## Exercise aim
For every line below, set down an identical copy.

(Dataset entries)
Content starts
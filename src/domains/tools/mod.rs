//! Tools domain module.
//!
//! This module handles all tool-related functionality for the MCP server.
//! Tools are executable functions that can be called by MCP clients to perform
//! specific actions or computations.
//!
//! ## Architecture
//!
//! - `definitions/` - Individual tool implementations (one file per tool)
//! - `registry.rs` - Central tool registry, built once at startup
//! - `dispatcher.rs` - Validation and routing of tool calls
//! - `bridge.rs` - Offloading of blocking collaborator calls
//! - `schema.rs` - Input schema declaration and validation
//! - `response.rs` - Text + JSON blob response assembly
//! - `error.rs` - Tool-specific error types
//!
//! ## Adding a New Tool
//!
//! 1. Create a new file in `definitions/` (e.g., `my_tool.rs`)
//! 2. Implement `ToolHandler` for it
//! 3. Export in `definitions/mod.rs`
//! 4. Register it in `ToolRegistry::travel()`
//!
//! **No need to modify `server.rs` or the transports!**

pub mod bridge;
pub mod definitions;
mod dispatcher;
mod error;
mod handlers;
mod registry;
pub mod response;
pub mod schema;

#[cfg(test)]
pub(crate) mod test_support;

pub use bridge::{BlockingBridge, BlockingStrategy};
pub use dispatcher::Dispatcher;
pub use error::ToolError;
pub use handlers::*;
pub use registry::ToolRegistry;
pub use response::{ContentPart, ToolResponse};
pub use schema::{SchemaNode, SchemaType};
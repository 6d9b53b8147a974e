//! Tool call dispatch.
//!
//! Single entry point for `tools/call` on every transport: looks the tool up,
//! validates arguments against its schema, then runs its handler.

use std::sync::Arc;
use std::time::Instant;

use tracing::{error, info, instrument, warn};

use super::error::ToolError;
use super::handlers::ToolCallRequest;
use super::registry::ToolRegistry;
use super::response::ToolResponse;

/// Routes tool calls to registered handlers.
#[derive(Clone)]
pub struct Dispatcher {
    registry: Arc<ToolRegistry>,
}

impl Dispatcher {
    pub fn new(registry: Arc<ToolRegistry>) -> Self {
        Self { registry }
    }

    pub fn registry(&self) -> &Arc<ToolRegistry> {
        &self.registry
    }

    /// Dispatch a call. Resolves to exactly one response or one error.
    ///
    /// Unknown tools and invalid arguments are rejected before any
    /// collaborator is touched.
    #[instrument(skip_all, fields(tool = %request.name))]
    pub async fn dispatch(&self, request: ToolCallRequest) -> Result<ToolResponse, ToolError> {
        let ToolCallRequest { name, arguments } = request;

        let Some((descriptor, handler)) = self.registry.get(&name) else {
            warn!("Unknown tool requested: {}", name);
            return Err(ToolError::unknown_tool(name));
        };

        if let Err(e) = descriptor.input_schema.validate(&arguments) {
            warn!("Rejected call to {}: {}", name, e);
            return Err(e);
        }

        let started = Instant::now();
        let result = handler.call(arguments).await;
        let elapsed_ms = started.elapsed().as_millis() as u64;

        match &result {
            Ok(_) => info!(elapsed_ms, "Tool call completed"),
            Err(e) if e.is_client_error() => warn!(elapsed_ms, error = %e, "Tool call rejected"),
            Err(e) => error!(elapsed_ms, error = %e, "Tool call failed"),
        }

        result
    }
}
//! Travel MCP Server Entry Point
//!
//! Initializes logging, loads configuration, builds the tool registry and
//! serves it on the configured transport.

use anyhow::Result;
use tracing::{Level, info};
use tracing_subscriber::{EnvFilter, fmt};

use travel_mcp_server::core::config::LoggingConfig;
use travel_mcp_server::core::{Config, McpServer, TransportService};

#[tokio::main]
async fn main() -> Result<()> {
    // Logging first so configuration warnings are not lost
    dotenvy::dotenv().ok();
    init_logging(&LoggingConfig::from_env());

    let config = Config::from_env();

    info!("Starting {} v{}", config.server.name, config.server.version);

    let server = McpServer::new(config.clone())?;

    TransportService::new(config.transport).run(server).await?;

    info!("Server shutting down");

    Ok(())
}

/// Initialize the logging subsystem.
///
/// Logs go to stderr; stdout belongs to the STDIO transport.
fn init_logging(config: &LoggingConfig) {
    let level = match config.level.to_lowercase().as_str() {
        "trace" => Level::TRACE,
        "debug" => Level::DEBUG,
        "warn" => Level::WARN,
        "error" => Level::ERROR,
        _ => Level::INFO,
    };

    let filter = EnvFilter::from_default_env().add_directive(level.into());

    let builder = fmt()
        .with_env_filter(filter)
        .with_target(true)
        .with_thread_ids(false)
        .with_writer(std::io::stderr);

    if config.with_timestamps {
        builder.init();
    } else {
        builder.without_time().init();
    }
}
//! Travel research pipeline collaborator.
//!
//! The pipeline is an opaque, synchronous and potentially very slow
//! component: it takes a [`PipelineState`] and returns the final state as a
//! JSON object. Calls must go through the blocking bridge.

use serde_json::{Map, Value};
use std::time::Duration;
use tracing::{debug, info};

use super::error::CollaboratorError;
use super::state::PipelineState;

/// Contract of the travel research pipeline.
pub trait TravelPipeline: Send + Sync {
    /// Run the pipeline to completion. Blocks the calling thread.
    fn invoke(&self, state: PipelineState) -> Result<Map<String, Value>, CollaboratorError>;
}

/// Pipeline reached over HTTP.
///
/// The state is POSTed as a JSON body and the endpoint must answer with the
/// resulting state as a JSON object.
#[derive(Clone)]
pub struct HttpPipeline {
    url: String,
    api_key: Option<String>,
    timeout: Duration,
}

impl HttpPipeline {
    pub fn new(url: impl Into<String>, api_key: Option<String>, timeout: Duration) -> Self {
        Self {
            url: url.into(),
            api_key,
            timeout,
        }
    }

    pub fn url(&self) -> &str {
        &self.url
    }
}

impl std::fmt::Debug for HttpPipeline {
    fn fmt(&self, f: &mut std::fmt::Formatter<'_>) -> std::fmt::Result {
        f.debug_struct("HttpPipeline")
            .field("url", &self.url)
            .field("api_key", &self.api_key.as_ref().map(|_| "[REDACTED]"))
            .field("timeout", &self.timeout)
            .finish()
    }
}

impl TravelPipeline for HttpPipeline {
    fn invoke(&self, state: PipelineState) -> Result<Map<String, Value>, CollaboratorError> {
        info!("Invoking travel pipeline at {}", self.url);

        // The blocking client owns a runtime of its own, so it is built on the
        // worker thread rather than at startup.
        let client = reqwest::blocking::Client::builder()
            .timeout(self.timeout)
            .build()?;

        let mut request = client.post(&self.url).json(&state);
        if let Some(key) = &self.api_key {
            request = request.bearer_auth(key);
        }

        let response = request.send()?.error_for_status()?;
        let body: Value = response.json()?;
        debug!("Pipeline responded");

        match body {
            Value::Object(result) => Ok(result),
            other => Err(CollaboratorError::invalid_response(format!(
                "pipeline must return a JSON object, got {}",
                json_kind(&other)
            ))),
        }
    }
}

/// Stand-in used when no pipeline endpoint is configured.
#[derive(Debug, Clone, Default)]
pub struct UnconfiguredPipeline;

impl TravelPipeline for UnconfiguredPipeline {
    fn invoke(&self, _state: PipelineState) -> Result<Map<String, Value>, CollaboratorError> {
        Err(CollaboratorError::not_configured(
            "travel pipeline (set MCP_PIPELINE_URL)",
        ))
    }
}

fn json_kind(value: &Value) -> &'static str {
    match value {
        Value::Null => "null",
        Value::Bool(_) => "a boolean",
        Value::Number(_) => "a number",
        Value::String(_) => "a string",
        Value::Array(_) => "an array",
        Value::Object(_) => "an object",
    }
}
Content ends
## Exercise result
filename src/domains/tools/mod.rs
//! Tools domain module.
//!
//! This module handles all tool-related functionality for the MCP server.
//! Tools are executable functions that can be called by MCP clients to perform
//! specific actions or computations.
//!
//! ## Architecture
//!
//! - `definitions/` - Individual tool implementations (one file per tool)
//! - `registry.rs` - Central tool registry, built once at startup
//! - `dispatcher.rs` - Validation and routing of tool calls
//! - `bridge.rs` - Offloading of blocking collaborator calls
//! - `schema.rs` - Input schema declaration and validation
//! - `response.rs` - Text + JSON blob response assembly
//! - `error.rs` - Tool-specific error types
//!
//! ## Adding a New Tool
//!
//! 1. Create a new file in `definitions/` (e.g., `my_tool.rs`)
//! 2. Implement `ToolHandler` for it
//! 3. Export in `definitions/mod.rs`
//! 4. Register it in `ToolRegistry::travel()`
//!
//! **No need to modify `server.rs` or the transports!**

pub mod bridge;
pub mod definitions;
mod dispatcher;
mod error;
mod handlers;
mod registry;
pub mod response;
pub mod schema;

#[cfg(test)]
pub(crate) mod test_support;

pub use bridge::{BlockingBridge, BlockingStrategy};
pub use dispatcher::Dispatcher;
pub use error::ToolError;
pub use handlers::*;
pub use registry::ToolRegistry;
pub use response::{ContentPart, ToolResponse};
pub use schema::{SchemaNode, SchemaType};
repository 6d9b53b8147a974e
//! Tool call dispatch.
//!
//! Single entry point for `tools/call` on every transport: looks the tool up,
//! validates arguments against its schema, then runs its handler.

use std::sync::Arc;
use std::time::Instant;

use tracing::{error, info, instrument, warn};

use super::error::ToolError;
use super::handlers::ToolCallRequest;
use super::registry::ToolRegistry;
use super::response::ToolResponse;

/// Routes tool calls to registered handlers.
#[derive(Clone)]
pub struct Dispatcher {
    registry: Arc<ToolRegistry>,
}

impl Dispatcher {
    pub fn new(registry: Arc<ToolRegistry>) -> Self {
        Self { registry }
    }

    pub fn registry(&self) -> &Arc<ToolRegistry> {
        &self.registry
    }

    /// Dispatch a call. Resolves to exactly one response or one error.
    ///
    /// Unknown tools and invalid arguments are rejected before any
    /// collaborator is touched.
    #[instrument(skip_all, fields(tool = %request.name))]
    pub async fn dispatch(&self, request: ToolCallRequest) -> Result<ToolResponse, ToolError> {
        let ToolCallRequest { name, arguments } = request;

        let Some((descriptor, handler)) = self.registry.get(&name) else {
            warn!("Unknown tool requested: {}", name);
            return Err(ToolError::unknown_tool(name));
        };

        if let Err(e) = descriptor.input_schema.validate(&arguments) {
            warn!("Rejected call to {}: {}", name, e);
            return Err(e);
        }

        let started = Instant::now();
        let result = handler.call(arguments).await;
        let elapsed_ms = started.elapsed().as_millis() as u64;

        match &result {
            Ok(_) => info!(elapsed_ms, "Tool call completed"),
            Err(e) if e.is_client_error() => warn!(elapsed_ms, error = %e, "Tool call rejected"),
            Err(e) => error!(elapsed_ms, error = %e, "Tool call failed"),
        }

        result
    }
}
//! Travel MCP Server Entry Point
//!
//! Initializes logging, loads configuration, builds the tool registry and
//! serves it on the configured transport.

use anyhow::Result;
use tracing::{Level, info};
use tracing_subscriber::{EnvFilter, fmt};

use travel_mcp_server::core::config::LoggingConfig;
use travel_mcp_server::core::{Config, McpServer, TransportService};

#[tokio::main]
async fn main() -> Result<()> {
    // Logging first so configuration warnings are not lost
    dotenvy::dotenv().ok();
    init_logging(&LoggingConfig::from_env());

    let config = Config::from_env();

    info!("Starting {} v{}", config.server.name, config.server.version);

    let server = McpServer::new(config.clone())?;

    TransportService::new(config.transport).run(server).await?;

    info!("Server shutting down");

    Ok(())
}

/// Initialize the logging subsystem.
///
/// Logs go to stderr; stdout belongs to the STDIO transport.
fn init_logging(config: &LoggingConfig) {
    let level = match config.level.to_lowercase().as_str() {
        "trace" => Level::TRACE,
        "debug" => Level::DEBUG,
        "warn" => Level::WARN,
        "error" => Level::ERROR,
        _ => Level::INFO,
    };

    let filter = EnvFilter::from_default_env().add_directive(level.into());

    let builder = fmt()
        .with_env_filter(filter)
        .with_target(true)
        .with_thread_ids(false)
        .with_writer(std::io::stderr);

    if config.with_timestamps {
        builder.init();
    } else {
        builder.without_time().init();
    }
}
//! Travel research pipeline collaborator.
//!
//! The pipeline is an opaque, synchronous and potentially very slow
//! component: it takes a [`PipelineState`] and returns the final state as a
//! JSON object. Calls must go through the blocking bridge.

use serde_json::{Map, Value};
use std::time::Duration;
use tracing::{debug, info};

use super::error::CollaboratorError;
use super::state::PipelineState;

/// Contract of the travel research pipeline.
pub trait TravelPipeline: Send + Sync {
    /// Run the pipeline to completion. Blocks the calling thread.
    fn invoke(&self, state: PipelineState) -> Result<Map<String, Value>, CollaboratorError>;
}

/// Pipeline reached over HTTP.
///
/// The state is POSTed as a JSON body and the endpoint must answer with the
/// resulting state as a JSON object.
#[derive(Clone)]
pub struct HttpPipeline {
    url: String,
    api_key: Option<String>,
    timeout: Duration,
}

impl HttpPipeline {
    pub fn new(url: impl Into<String>, api_key: Option<String>, timeout: Duration) -> Self {
        Self {
            url: url.into(),
            api_key,
            timeout,
        }
    }

    pub fn url(&self) -> &str {
        &self.url
    }
}

impl std::fmt::Debug for HttpPipeline {
    fn fmt(&self, f: &mut std::fmt::Formatter<'_>) -> std::fmt::Result {
        f.debug_struct("HttpPipeline")
            .field("url", &self.url)
            .field("api_key", &self.api_key.as_ref().map(|_| "[REDACTED]"))
            .field("timeout", &self.timeout)
            .finish()
    }
}

impl TravelPipeline for HttpPipeline {
    fn invoke(&self, state: PipelineState) -> Result<Map<String, Value>, CollaboratorError> {
        info!("Invoking travel pipeline at {}", self.url);

        // The blocking client owns a runtime of its own, so it is built on the
        // worker thread rather than at startup.
        let client = reqwest::blocking::Client::builder()
            .timeout(self.timeout)
            .build()?;

        let mut request = client.post(&self.url).json(&state);
        if let Some(key) = &self.api_key {
            request = request.bearer_auth(key);
        }

        let response = request.send()?.error_for_status()?;
        let body: Value = response.json()?;
        debug!("Pipeline responded");

        match body {
            Value::Object(result) => Ok(result),
            other => Err(CollaboratorError::invalid_response(format!(
                "pipeline must return a JSON object, got {}",
                json_kind(&other)
            ))),
        }
    }
}

/// Stand-in used when no pipeline endpoint is configured.
#[derive(Debug, Clone, Default)]
pub struct UnconfiguredPipeline;

impl TravelPipeline for UnconfiguredPipeline {
    fn invoke(&self, _state: PipelineState) -> Result<Map<String, Value>, CollaboratorError> {
        Err(CollaboratorError::not_configured(
            "travel pipeline (set MCP_PIPELINE_URL)",
        ))
    }
}

fn json_kind(value: &Value) -> &'static str {
    match value {
        Value::Null => "null",
        Value::Bool(_) => "a boolean",
        Value::Number(_) => "a number",
        Value::String(_) => "a string",
        Value::Array(_) => "an array",
        Value::Object(_) => "an object",
    }
}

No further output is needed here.